Il bianco del Carfio
di val.

Tre imponenti discariche di rifiuti d’acciaieria situate nel Comune di Agnosine sono state sottoposte a sequestro dai Carabinieri Forestali di Vobarno. Nei guai quattro imprenditori


Il provvedimento su disposizione del gip del tribunale di Brescia, al termine di una lunga e complessa indagine coordinata dal Sostituto procuratore della Repubblica dott.

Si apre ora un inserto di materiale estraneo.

use alloc::string::{String, ToString};
use alloc::vec::Vec;
use serde_json::Value;

use crate::json::FieldLookup;
use crate::time::Weekday;

/// Lesson columns shown per day.
pub const MAX_STUDENTS: usize = 2;

#[derive(Debug, Clone, PartialEq, Eq, Default)]
pub struct Event {
    /// ISO-like `YYYY-MM-DDTHH:MM[:SS]`; only the time part is displayed.
    pub start: String,
    pub summary: String,
    pub is_next_week: bool,
}

/// One day record of the calendar feed.
#[derive(Debug, Clone, PartialEq, Eq, Default)]
pub struct CalendarDay {
    /// `None` when the record has no usable weekday and can never match.
    pub weekday: Option<Weekday>,
    pub name: String,
    pub waste_types: Vec<String>,
    pub dinner: Option<String>,
    pub events: Vec<Event>,
    /// `(student key, lessons)` in feed order.
    pub lessons_by_student: Vec<(String, Vec<String>)>,
}

impl CalendarDay {
    pub fn from_json(day: &Value) -> Self {
        let weekday = day
            .i64_at(&["weekday_index"])
            .and_then(|i| u8::try_from(i).ok())
            .and_then(Weekday::new);

        let dinner = day
            .str_at(&["dinner"])
            .filter(|d| !d.trim().is_empty())
            .map(ToString::to_string);

        let waste_types = day
            .array_at(&["waste"])
            .iter()
            .filter_map(|w| w.str_at(&["type"]))
            .map(ToString::to_string)
            .collect();

        let events = day
            .array_at(&["events"])
            .iter()
            .map(|e| Event {
                start: e.str_or(&["start"], "").to_string(),
                summary: e.str_or(&["summary"], "").to_string(),
                is_next_week: e.bool_or(&["is_next_week"], false),
            })
            .collect();

        let lessons_by_student = day
            .entries_at(&["timeplaner"])
            .map(|(student, lessons)| {
                let lessons = lessons
                    .as_array()
                    .map(|items| {
                        items
                            .iter()
                            .filter_map(Value::as_str)
                            .map(ToString::to_string)
                            .collect()
                    })
                    .unwrap_or_default();
                (student.to_string(), lessons)
            })
            .collect();

        Self {
            weekday,
            name: day.str_or(&["name"], "").to_string(),
            waste_types,
            dinner,
            events,
            lessons_by_student,
        }
    }

    /// Events belonging to this week, then those flagged for next week.
    pub fn split_events(&self) -> (Vec<&Event>, Vec<&Event>) {
        self.events.iter().partition(|e| !e.is_next_week)
    }
}

/// Map the calendar document's `data` array to day records in feed order.
pub fn calendar_days(doc: &Value) -> Vec<CalendarDay> {
    doc.array_at(&["data"])
        .iter()
        .map(CalendarDay::from_json)
        .collect()
}
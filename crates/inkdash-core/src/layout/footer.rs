//! Footer band carrying the error banner.

use embedded_graphics::prelude::*;
use embedded_graphics::primitives::Rectangle;

use super::constants::*;
use crate::draw::{Canvas, FontId, INK, PAPER};
use crate::text::ErrorBanner;

/// Black band with white text, drawn only when something failed.
pub(super) fn draw(canvas: &mut Canvas, errors: &ErrorBanner, max_chars: usize) {
    let Some(text) = errors.text(max_chars) else {
        return;
    };

    canvas.fill_rect(
        Rectangle::new(
            Point::new(0, FOOTER_Y_PX),
            Size::new(DISPLAY_WIDTH_PX, FOOTER_HEIGHT_PX),
        ),
        INK,
    );
    canvas.set_font(FontId::Body);
    canvas.set_text_color(PAPER);
    canvas.text_at(FOOTER_TEXT_X_PX, FOOTER_TEXT_Y_PX, &text);
    canvas.set_text_color(INK);
}
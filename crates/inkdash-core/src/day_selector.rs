//! Matching of upcoming weekdays to calendar feed records.

use alloc::vec::Vec;

use crate::feeds::CalendarDay;
use crate::time::Weekday;

/// Weekdays shown on the page: today, then each following day.
pub fn target_weekdays(today: Weekday, horizon: usize) -> impl Iterator<Item = Weekday> {
    (0..horizon).map(move |k| today.offset(k))
}

/// Pick the record for each target weekday in order.
///
/// The first record with a matching weekday wins; later duplicates are
/// ignored. A target without any record yields `None` and is skipped by the
/// renderer.
pub fn select_days(
    today: Weekday,
    horizon: usize,
    days: &[CalendarDay],
) -> Vec<Option<&CalendarDay>> {
    target_weekdays(today, horizon)
        .map(|target| days.iter().find(|day| day.weekday == Some(target)))
        .collect()
}

#[cfg(test)]
mod tests {
    use super::*;
    use alloc::string::ToString;

    fn day(index: u8, name: &str) -> CalendarDay {
        CalendarDay {
            weekday: Weekday::new(index),
            name: name.to_string(),
            ..CalendarDay::default()
        }
    }

    #[test]
    fn test_targets_wrap_through_the_week() {
        for today in 0..7u8 {
            let today = Weekday::new(today).unwrap();
            let targets: Vec<u8> = target_weekdays(today, 4).map(Weekday::index).collect();
            let expected: Vec<u8> = (0..4).map(|k| (today.index() + k) % 7).collect();
            assert_eq!(targets, expected);
        }
    }

    #[test]
    fn test_missing_tomorrow_is_empty_slot() {
        let days = [day(1, "Tirsdag"), day(3, "Torsdag"), day(5, "Lørdag")];
        let selected = select_days(Weekday::new(3).unwrap(), 2, &days);

        assert_eq!(selected.len(), 2);
        assert_eq!(selected[0].map(|d| d.name.as_str()), Some("Torsdag"));
        assert!(selected[1].is_none());
    }

    #[test]
    fn test_first_duplicate_wins() {
        let days = [day(0, "first"), day(0, "second")];
        let selected = select_days(Weekday::MONDAY, 1, &days);
        assert_eq!(selected[0].map(|d| d.name.as_str()), Some("first"));
    }

    #[test]
    fn test_sunday_wraps_to_monday() {
        let days = [day(0, "Mandag"), day(6, "Søndag")];
        let selected = select_days(Weekday::SUNDAY, 2, &days);
        assert_eq!(selected[0].map(|d| d.name.as_str()), Some("Søndag"));
        assert_eq!(selected[1].map(|d| d.name.as_str()), Some("Mandag"));
    }

    #[test]
    fn test_zero_horizon() {
        assert!(select_days(Weekday::MONDAY, 0, &[day(0, "x")]).is_empty());
    }
}
//! Battery gauge: single-cell Li-ion voltage to a displayed percentage.

/// Voltage treated as a full cell.
pub const FULL_VOLTAGE: f32 = 4.2;

/// Voltage treated as an empty cell.
pub const EMPTY_VOLTAGE: f32 = 3.3;

/// Readings outside this window mean no battery is attached (USB-only
/// power, floating ADC pin) rather than a flat or overcharged cell.
pub const PLAUSIBLE_RANGE: core::ops::RangeInclusive<f32> = 2.5..=5.5;

/// Default threshold below which the gauge shows the low-battery label.
pub const DEFAULT_LOW_VOLTAGE: f32 = 3.4;

/// Linear map with saturation, truncated toward zero.
pub fn percentage(voltage: f32) -> u8 {
    if voltage >= FULL_VOLTAGE {
        100
    } else if voltage <= EMPTY_VOLTAGE {
        0
    } else {
        ((voltage - EMPTY_VOLTAGE) / (FULL_VOLTAGE - EMPTY_VOLTAGE) * 100.0) as u8
    }
}

/// A voltage sample that passed the plausibility gate.
#[derive(Debug, Clone, Copy, PartialEq)]
pub struct BatteryReading {
    pub voltage: f32,
    pub percent: u8,
}

impl BatteryReading {
    pub fn is_low(&self, threshold: f32) -> bool {
        self.voltage < threshold
    }
}

/// Apply the plausibility gate; `None` hides the gauge without raising an
/// error.
pub fn reading(voltage: f32) -> Option<BatteryReading> {
    PLAUSIBLE_RANGE
        .contains(&voltage)
        .then(|| BatteryReading {
            voltage,
            percent: percentage(voltage),
        })
}
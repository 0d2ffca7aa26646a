//! Draw-op model for the e-paper page.
//!
//! The layout never touches a display directly. It records an ordered list
//! of [`DrawOp`]s through a [`Canvas`], which the firmware (or simulator, or
//! a test) replays onto any binary-colour `DrawTarget` with [`replay`].

mod canvas;
mod icons;
mod replay;

pub use canvas::Canvas;
pub use replay::replay;

use alloc::string::String;
use embedded_graphics::mono_font::MonoFont;
use embedded_graphics::mono_font::ascii::{FONT_6X13_BOLD, FONT_7X13_BOLD, FONT_9X18_BOLD, FONT_10X20};
use embedded_graphics::pixelcolor::BinaryColor;
use embedded_graphics::prelude::*;
use embedded_graphics::primitives::{Circle, Line, Rectangle};

/// Black ink on the panel.
pub const INK: BinaryColor = BinaryColor::On;

/// Unprinted (white) paper.
pub const PAPER: BinaryColor = BinaryColor::Off;

/// Icon edge length in pixels.
pub const ICON_SIZE_PX: u32 = 48;

// ----------------------------------------------------------------------------
// Fonts
// ----------------------------------------------------------------------------

/// Fonts available to the layout, largest first.
#[derive(Debug, Clone, Copy, PartialEq, Eq)]
pub enum FontId {
    /// Date header and calendar day names.
    Title,
    /// Temperature and section headings.
    Heading,
    Body,
    Small,
}

impl FontId {
    pub fn mono(self) -> &'static MonoFont<'static> {
        match self {
            Self::Title => &FONT_10X20,
            Self::Heading => &FONT_9X18_BOLD,
            Self::Body => &FONT_7X13_BOLD,
            Self::Small => &FONT_6X13_BOLD,
        }
    }

    /// Horizontal distance from one glyph origin to the next.
    pub fn advance(self) -> i32 {
        let font = self.mono();
        (font.character_size.width + font.character_spacing) as i32
    }

    /// Pixels from the top of a glyph cell to its baseline.
    pub fn ascent(self) -> i32 {
        self.mono().baseline as i32
    }

    /// Width of `glyphs` cells in pixels.
    pub fn text_width(self, glyphs: usize) -> i32 {
        glyphs as i32 * self.advance()
    }
}

// ----------------------------------------------------------------------------
// Icons
// ----------------------------------------------------------------------------

/// Weather icons.
#[derive(Debug, Clone, Copy, PartialEq, Eq)]
pub enum Icon {
    Sun,
    Cloud,
    Rain,
    Snow,
}

impl Icon {
    /// Pick an icon by keyword in priority order; unmatched codes show a cloud.
    pub fn for_symbol(code: &str) -> Self {
        if code.contains("clear") || code.contains("fair") {
            Self::Sun
        } else if code.contains("rain") || code.contains("sleet") {
            Self::Rain
        } else if code.contains("snow") {
            Self::Snow
        } else {
            Self::Cloud
        }
    }

    /// Packed 1-bpp bitmap, rows MSB first.
    pub fn bitmap(self) -> &'static [u8] {
        match self {
            Self::Sun => &icons::SUN,
            Self::Cloud => &icons::CLOUD,
            Self::Rain => &icons::RAIN,
            Self::Snow => &icons::SNOW,
        }
    }
}

// ----------------------------------------------------------------------------
// Ops
// ----------------------------------------------------------------------------

/// One rendering instruction.
#[derive(Debug, Clone, PartialEq)]
pub enum DrawOp {
    Clear(BinaryColor),
    SetFont(FontId),
    /// Baseline-left position of the next `Print`.
    SetCursor(Point),
    SetTextColor(BinaryColor),
    /// ASCII text at the cursor; advances the cursor.
    Print(String),
    DrawLine { line: Line, color: BinaryColor },
    DrawRect { rect: Rectangle, color: BinaryColor },
    FillRect { rect: Rectangle, color: BinaryColor },
    DrawCircle { circle: Circle, color: BinaryColor },
    DrawBitmap { icon: Icon, origin: Point },
    /// Push the finished page to the panel.
    Flip,
}

impl DrawOp {
    /// Text carried by a `Print` op.
    pub fn text(&self) -> Option<&str> {
        match self {
            Self::Print(text) => Some(text),
            _ => None,
        }
    }
}
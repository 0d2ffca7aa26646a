#![no_std]
#![no_main]
#![deny(
    clippy::mem_forget,
    reason = "mem::forget is generally not safe to do with esp_hal types, especially those \
    holding buffers for the duration of a data transfer."
)]
#![deny(clippy::large_stack_frames)]

use embassy_executor::Spawner;
use embassy_futures::select::{Either, select};
use embassy_net::{Stack, StackResources};
use embedded_hal::digital::{InputPin, OutputPin};
use embedded_hal::spi::SpiDevice;
use embedded_hal_bus::spi::ExclusiveDevice;
use esp_hal::clock::CpuClock;
use esp_hal::delay::Delay;
use esp_hal::gpio::{Input, InputConfig, Level, Output, OutputConfig, Pull};
use esp_hal::rng::Rng;
use esp_hal::rtc_cntl::Rtc;
use esp_hal::spi::Mode;
use esp_hal::spi::master::{Config as SpiConfig, Spi};
use esp_hal::time::Rate;
use esp_hal::timer::timg::TimerGroup;
use esp_radio::Controller;
use esp_radio::wifi::WifiController;
use inkdash_core::config::Settings;
use inkdash_core::cycle::{CycleOutcome, run_cycle, wifi_error_outcome};
use inkdash_core::draw::DrawOp;
use inkdash_core::schedule::DEFAULT_SLEEP_SECS;
use inkdash_core::session::SessionState;
use inkdash_firmware::app_state::{AppError, message};
use inkdash_firmware::http_client::HttpFeedSource;
use inkdash_firmware::panel::Panel;
use inkdash_firmware::power::{self, AdcBattery};
use inkdash_firmware::sntp_clock::SntpClock;
use inkdash_firmware::{net, settings};
use log::{error, info};

#[panic_handler]
fn panic(info: &core::panic::PanicInfo) -> ! {
    rtt_target::rprintln!("PANIC: {}", info);
    loop {}
}

extern crate alloc;

// This creates a default app-descriptor required by the esp-idf bootloader.
// For more information see: <https://docs.espressif.com/projects/esp-idf/en/stable/esp32/api-reference/system/app_image_format.html#application-description>
esp_bootloader_esp_idf::esp_app_desc!();

macro_rules! mk_static {
    ($t:ty,$val:expr) => {{
        static STATIC_CELL: static_cell::StaticCell<$t> = static_cell::StaticCell::new();
        #[deny(unused_attributes)]
        let x = STATIC_CELL.uninit().write(($val));
        x
    }};
}

/// TCP, UDP, DNS and DHCP each hold one socket.
const NET_SOCKETS: usize = 4;
const PANEL_SPI_MHZ: u32 = 4;

#[allow(
    clippy::large_stack_frames,
    reason = "it's not unusual to allocate larger buffers etc. in main"
)]
#[esp_rtos::main]
async fn main(_spawner: Spawner) -> ! {
    rtt_target::rtt_init_log!();

    let config = esp_hal::Config::default().with_cpu_clock(CpuClock::max());
    let peripherals = esp_hal::init(config);

    esp_alloc::heap_allocator!(#[esp_hal::ram(reclaimed)] size: 73744);
    // Framebuffer and response bodies live in PSRAM.
    esp_alloc::psram_allocator!(&peripherals.PSRAM, esp_hal::psram);

    let timg0 = TimerGroup::new(peripherals.TIMG0);
    esp_rtos::start(timg0.timer0);

    let mut rtc = Rtc::new(peripherals.LPWR);
    let mut session = power::restore_session();
    info!(
        "Wake {} (wifi failures {}, degraded cycles {})",
        session.cycles, session.wifi_failures, session.fetch_failures
    );

    let settings = match settings::dashboard_config().validate() {
        Ok(settings) => settings,
        Err(err) => {
            error!("Invalid configuration: {}", err);
            power::deep_sleep(&mut rtc, DEFAULT_SLEEP_SECS)
        }
    };

    let radio: &'static Controller<'static> = match esp_radio::init() {
        Ok(radio) => mk_static!(Controller<'static>, radio),
        Err(err) => {
            error!("Radio init failed: {:?}", err);
            power::deep_sleep(&mut rtc, settings.retry_interval_secs)
        }
    };
    let (mut controller, interfaces) =
        match esp_radio::wifi::new(radio, peripherals.WIFI, Default::default()) {
            Ok(parts) => parts,
            Err(err) => {
                error!("WiFi init failed: {:?}", err);
                power::deep_sleep(&mut rtc, settings.retry_interval_secs)
            }
        };

    let rng = Rng::new();
    let seed = (rng.random() as u64) << 32 | rng.random() as u64;
    let (stack, mut runner) = embassy_net::new(
        interfaces.sta,
        embassy_net::Config::dhcpv4(Default::default()),
        mk_static!(StackResources<NET_SOCKETS>, StackResources::<NET_SOCKETS>::new()),
        seed,
    );

    let mut battery = AdcBattery::new(peripherals.ADC1, peripherals.GPIO1);

    // The stack runner never returns; the cycle finishing ends the race.
    let outcome = match select(
        runner.run(),
        wake_cycle(&settings, &mut session, &mut controller, stack, &mut battery),
    )
    .await
    {
        Either::First(never) => match never {},
        Either::Second(outcome) => outcome,
    };

    if outcome.refresh {
        let cs = Output::new(peripherals.GPIO10, Level::High, OutputConfig::default());
        let dc = Output::new(peripherals.GPIO11, Level::Low, OutputConfig::default());
        let rst = Output::new(peripherals.GPIO12, Level::High, OutputConfig::default());
        let busy = Input::new(peripherals.GPIO13, InputConfig::default().with_pull(Pull::None));

        let pushed = Spi::new(
            peripherals.SPI2,
            SpiConfig::default()
                .with_frequency(Rate::from_mhz(PANEL_SPI_MHZ))
                .with_mode(Mode::_0),
        )
        .map_err(|err| AppError::Display(message(format_args!("{:?}", err))))
        .and_then(|spi| {
            let spi = spi.with_sck(peripherals.GPIO7).with_mosi(peripherals.GPIO9);
            let Ok(device) = ExclusiveDevice::new_no_delay(spi, cs);
            push_page(device, busy, dc, rst, &outcome.ops)
        });
        if let Err(err) = pushed {
            error!("{}", err);
        }
    } else {
        info!("Panel already shows this page, skipping refresh");
    }

    power::store_session(&session);
    power::deep_sleep(&mut rtc, outcome.sleep_secs)
}

/// Join the network, then fetch and render. Falls back to the WiFi error
/// page when association fails.
async fn wake_cycle(
    settings: &Settings<'static>,
    session: &mut SessionState,
    controller: &mut WifiController<'static>,
    stack: Stack<'static>,
    battery: &mut AdcBattery,
) -> CycleOutcome {
    let connected = net::connect(
        controller,
        stack,
        settings.ssid,
        settings.password,
        settings.max_connection_attempts,
    )
    .await;

    let outcome = match connected {
        Ok(()) => {
            let mut clock = SntpClock::new(stack, settings::NTP_SERVER);
            let mut feeds = HttpFeedSource::new(stack);
            run_cycle(settings, session, &mut feeds, &mut clock, battery).await
        }
        Err(err) => {
            error!("{}", err);
            wifi_error_outcome(settings, session, None)
        }
    };

    net::disconnect(controller).await;
    outcome
}

fn push_page(
    spi: impl SpiDevice,
    busy: impl InputPin,
    dc: impl OutputPin,
    rst: impl OutputPin,
    ops: &[DrawOp],
) -> Result<(), AppError> {
    let mut panel = Panel::new(spi, busy, dc, rst, Delay::new())?;
    panel.show(ops)?;
    panel.sleep()
}
//! Packed 1-bpp framebuffer for the 7.5" e-paper panel.
//!
//! The page is replayed into this RAM buffer and the raw bytes are streamed
//! to the panel in one transfer. Rows are packed MSB first with a set bit
//! meaning black ink, which is the layout the panel's second data-start
//! command expects.

use alloc::vec;
use alloc::vec::Vec;
use core::convert::Infallible;
use embedded_graphics::pixelcolor::BinaryColor;
use embedded_graphics::prelude::*;
use embedded_graphics::primitives::Rectangle;
use log::debug;

use crate::draw::{INK, PAPER};
use crate::layout::{DISPLAY_HEIGHT_PX, DISPLAY_WIDTH_PX};

const WIDTH: usize = DISPLAY_WIDTH_PX as usize;
const HEIGHT: usize = DISPLAY_HEIGHT_PX as usize;
const ROW_BYTES: usize = WIDTH / 8;

/// Buffer length in bytes (800 x 480 / 8 = 48,000).
pub const BUFFER_LEN: usize = ROW_BYTES * HEIGHT;

/// Bounding box of pixels that have changed since the last take.
#[derive(Debug, Clone, Copy)]
struct DirtyRect {
    min_x: usize,
    min_y: usize,
    max_x: usize,
    max_y: usize,
}

impl DirtyRect {
    fn expand(&mut self, x: usize, y: usize) {
        self.min_x = self.min_x.min(x);
        self.min_y = self.min_y.min(y);
        self.max_x = self.max_x.max(x);
        self.max_y = self.max_y.max(y);
    }

    fn from_point(x: usize, y: usize) -> Self {
        Self {
            min_x: x,
            min_y: y,
            max_x: x,
            max_y: y,
        }
    }

    fn to_rectangle(self) -> Rectangle {
        Rectangle::new(
            Point::new(self.min_x as i32, self.min_y as i32),
            Size::new(
                (self.max_x - self.min_x + 1) as u32,
                (self.max_y - self.min_y + 1) as u32,
            ),
        )
    }
}

/// Heap-allocated page buffer implementing `DrawTarget<Color = BinaryColor>`.
pub struct FrameBuffer {
    bits: Vec<u8>,
    dirty: Option<DirtyRect>,
}

impl Default for FrameBuffer {
    fn default() -> Self {
        Self::new()
    }
}

impl FrameBuffer {
    /// Allocate a blank (all white) page.
    pub fn new() -> Self {
        Self {
            bits: vec![0x00; BUFFER_LEN],
            dirty: None,
        }
    }

    /// Raw bytes in panel order.
    pub fn as_bytes(&self) -> &[u8] {
        &self.bits
    }

    /// Colour of a pixel, `None` outside the page.
    pub fn pixel(&self, x: i32, y: i32) -> Option<BinaryColor> {
        let (x, y) = Self::in_bounds(x, y)?;
        let (idx, mask) = Self::locate(x, y);
        Some(if self.bits[idx] & mask != 0 { INK } else { PAPER })
    }

    /// Region touched since the previous call, then reset.
    pub fn take_dirty(&mut self) -> Option<Rectangle> {
        let rect = self.dirty.take()?.to_rectangle();
        debug!(
            "Dirty region {}x{} at ({}, {})",
            rect.size.width, rect.size.height, rect.top_left.x, rect.top_left.y
        );
        Some(rect)
    }

    fn in_bounds(x: i32, y: i32) -> Option<(usize, usize)> {
        (x >= 0 && y >= 0 && (x as usize) < WIDTH && (y as usize) < HEIGHT)
            .then_some((x as usize, y as usize))
    }

    #[inline]
    fn locate(x: usize, y: usize) -> (usize, u8) {
        (y * ROW_BYTES + x / 8, 0x80 >> (x % 8))
    }

    /// Write a single pixel, expanding the dirty rect only if it changed.
    #[inline]
    fn set_pixel(&mut self, x: usize, y: usize, color: BinaryColor) {
        let (idx, mask) = Self::locate(x, y);
        let old = self.bits[idx];
        let new = if color == INK { old | mask } else { old & !mask };
        if new != old {
            self.bits[idx] = new;
            match &mut self.dirty {
                Some(rect) => rect.expand(x, y),
                None => self.dirty = Some(DirtyRect::from_point(x, y)),
            }
        }
    }
}

impl OriginDimensions for FrameBuffer {
    fn size(&self) -> Size {
        Size::new(DISPLAY_WIDTH_PX, DISPLAY_HEIGHT_PX)
    }
}

impl DrawTarget for FrameBuffer {
    type Color = BinaryColor;
    type Error = Infallible;

    fn draw_iter<I>(&mut self, pixels: I) -> Result<(), Self::Error>
    where
        I: IntoIterator<Item = Pixel<Self::Color>>,
    {
        for Pixel(coord, color) in pixels {
            if let Some((x, y)) = Self::in_bounds(coord.x, coord.y) {
                self.set_pixel(x, y, color);
            }
        }
        Ok(())
    }

    fn fill_solid(&mut self, area: &Rectangle, color: Self::Color) -> Result<(), Self::Error> {
        let area = area.intersection(&self.bounding_box());
        let Some(bottom_right) = area.bottom_right() else {
            return Ok(());
        };
        for y in area.top_left.y..=bottom_right.y {
            for x in area.top_left.x..=bottom_right.x {
                self.set_pixel(x as usize, y as usize, color);
            }
        }
        Ok(())
    }

    fn clear(&mut self, color: Self::Color) -> Result<(), Self::Error> {
        let fill = if color == INK { 0xFF } else { 0x00 };
        if self.bits.iter().any(|b| *b != fill) {
            self.bits.fill(fill);
            self.dirty = Some(DirtyRect {
                min_x: 0,
                min_y: 0,
                max_x: WIDTH - 1,
                max_y: HEIGHT - 1,
            });
        }
        Ok(())
    }
}

#[cfg(test)]
mod tests {
    use super::*;

    #[test]
    fn test_new_buffer_is_white_and_clean() {
        let mut fb = FrameBuffer::new();
        assert_eq!(fb.as_bytes().len(), 48_000);
        assert_eq!(fb.pixel(0, 0), Some(PAPER));
        assert!(fb.take_dirty().is_none());
    }

    #[test]
    fn test_bit_order_is_msb_first() {
        let mut fb = FrameBuffer::new();
        fb.draw_iter([Pixel(Point::new(0, 0), INK), Pixel(Point::new(9, 1), INK)])
            .unwrap();
        assert_eq!(fb.as_bytes()[0], 0x80);
        assert_eq!(fb.as_bytes()[ROW_BYTES + 1], 0x40);
        assert_eq!(fb.pixel(9, 1), Some(INK));
    }

    #[test]
    fn test_dirty_rect_covers_changes_only() {
        let mut fb = FrameBuffer::new();
        fb.fill_solid(&Rectangle::new(Point::new(10, 20), Size::new(5, 3)), INK)
            .unwrap();
        assert_eq!(
            fb.take_dirty(),
            Some(Rectangle::new(Point::new(10, 20), Size::new(5, 3)))
        );

        // painting white on white changes nothing
        fb.fill_solid(&Rectangle::new(Point::new(100, 100), Size::new(5, 5)), PAPER)
            .unwrap();
        assert!(fb.take_dirty().is_none());
    }

    #[test]
    fn test_out_of_bounds_is_clipped() {
        let mut fb = FrameBuffer::new();
        fb.fill_solid(&Rectangle::new(Point::new(795, 475), Size::new(20, 20)), INK)
            .unwrap();
        fb.draw_iter([Pixel(Point::new(-1, 5), INK)]).unwrap();
        assert_eq!(fb.pixel(799, 479), Some(INK));
        assert_eq!(fb.pixel(800, 479), None);
        assert_eq!(
            fb.take_dirty(),
            Some(Rectangle::new(Point::new(795, 475), Size::new(5, 5)))
        );
    }

    #[test]
    fn test_clear_to_ink() {
        let mut fb = FrameBuffer::new();
        fb.clear(INK).unwrap();
        assert!(fb.as_bytes().iter().all(|b| *b == 0xFF));
        assert_eq!(fb.take_dirty().map(|r| r.size), Some(Size::new(800, 480)));
    }
}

Mauro Leo Tenaglia ed iniziata nel febbraio dello scorso anno, quando i militari si sono imbattuti in un torrente le cui acque erano diventate completamente bianche per un tratto di circa 600 metri, con alveo ricoperto da abbondanti depositi di fanghi dello stesso colore e da incrostazioni di aspetto calcareo.

Ne parla una nota diffusa in giornata dai Carabinieri forestali.
Partendo dagli indizi qui sopra esposti, i Forestali di Vobarno sono riusciti ad individuare la causa di tale fenomeno: centinaia di migliaia di tonnellate di scorie prodotte da tre acciaierie del limitrofo Comune di Odolo – di cui solo una ancora attiva, la IRO – tombate negli anni ‘80 in altrettante discariche, che insieme occupano una superficie di oltre 5 ettari e che sono ubicate a ridosso del torrente Carfio, oggi celate dalla vegetazione boschiva, senza che venisse predisposto dai rispettivi proprietari un idoneo sistema di raccolta e gestione del percolato, obbligatoriamente previsto sia dalle norme dell’epoca sia da quelle attuali.

«Ed è proprio tale omissione ad aver comportato, per quattro soggetti, l’accusa di aver commesso – con condotta permanente dal 1987 fino ad oggi – il reato di inquinamento ambientale aggravato, punito con la reclusione da due a sei anni e con la multa da 10.000 a 100.000 euro» fanno sapere i Forestali.

La mancanza di un sistema di raccolta del percolato, caratterizzato da un pH elevatissimo in quanto contenente massicce dosi di idrossido di calcio derivante dal dilavamento delle scorie, ha fatto sì che questo andasse a finire per decenni nel torrente colorandolo appunto di bianco.

«Pur essendo questa la manifestazione più evidente dell’inquinamento, non è certo la conseguenza che desta maggior preoccupazione – affermano i militari, che insieme ai tecnici di Arpa Lombardia hanno effettuato campionamenti sui sedimenti del corso d’acqua che hanno infatti consentito di accertare «come il continuo rilascio di percolato di discarica abbia determinato l’inquinamento e la compromissione di tale ecosistema fluviale, con superamento delle concentrazioni soglia di contaminazione per metalli pesanti quali Piombo, Zinco e Cadmio, nonché per inquinanti persistenti di riconosciuta cancerogenicità quali i Policlorobifenili (PCB)».

Tre degli indagati, dirigenti dell’acciaieria ancora attiva, sono inoltre accusati di aver commesso anche il delitto di attività organizzate per il traffico illecito di rifiuti, punito con la reclusione da due a sei anni: «Evidentemente consapevoli delle caratteristiche inquinanti del percolato prodotto dalla propria discarica, a partire dal 2008, lo hanno abusivamente raccolto e miscelato con le acque di raffreddamento degli impianti aziendali mediante un sistema di vasche, pompe e tubazioni, con lo scopo di diluire le sostanze inquinanti ed abbassare il pH grazie all’aggiunta di acido solforico, per poi scaricare il tutto nel torrente e risparmiare così i costi che una corretta gestione e smaltimento di tale rifiuto avrebbero comportato» si legge nella nota.

Oggi i Forestali sono intervenuti in forze per accedere alle aree in sequestro, perchè possano essere realizzati tempestivi ed opportuni interventi di messa in sicurezza finalizzati ad impedire ulteriori sversamenti di percolato, a cui faranno seguito le necessarie attività di bonifica e di ripristino ambientale che i responsabili saranno tenuti ad eseguire a proprie spese.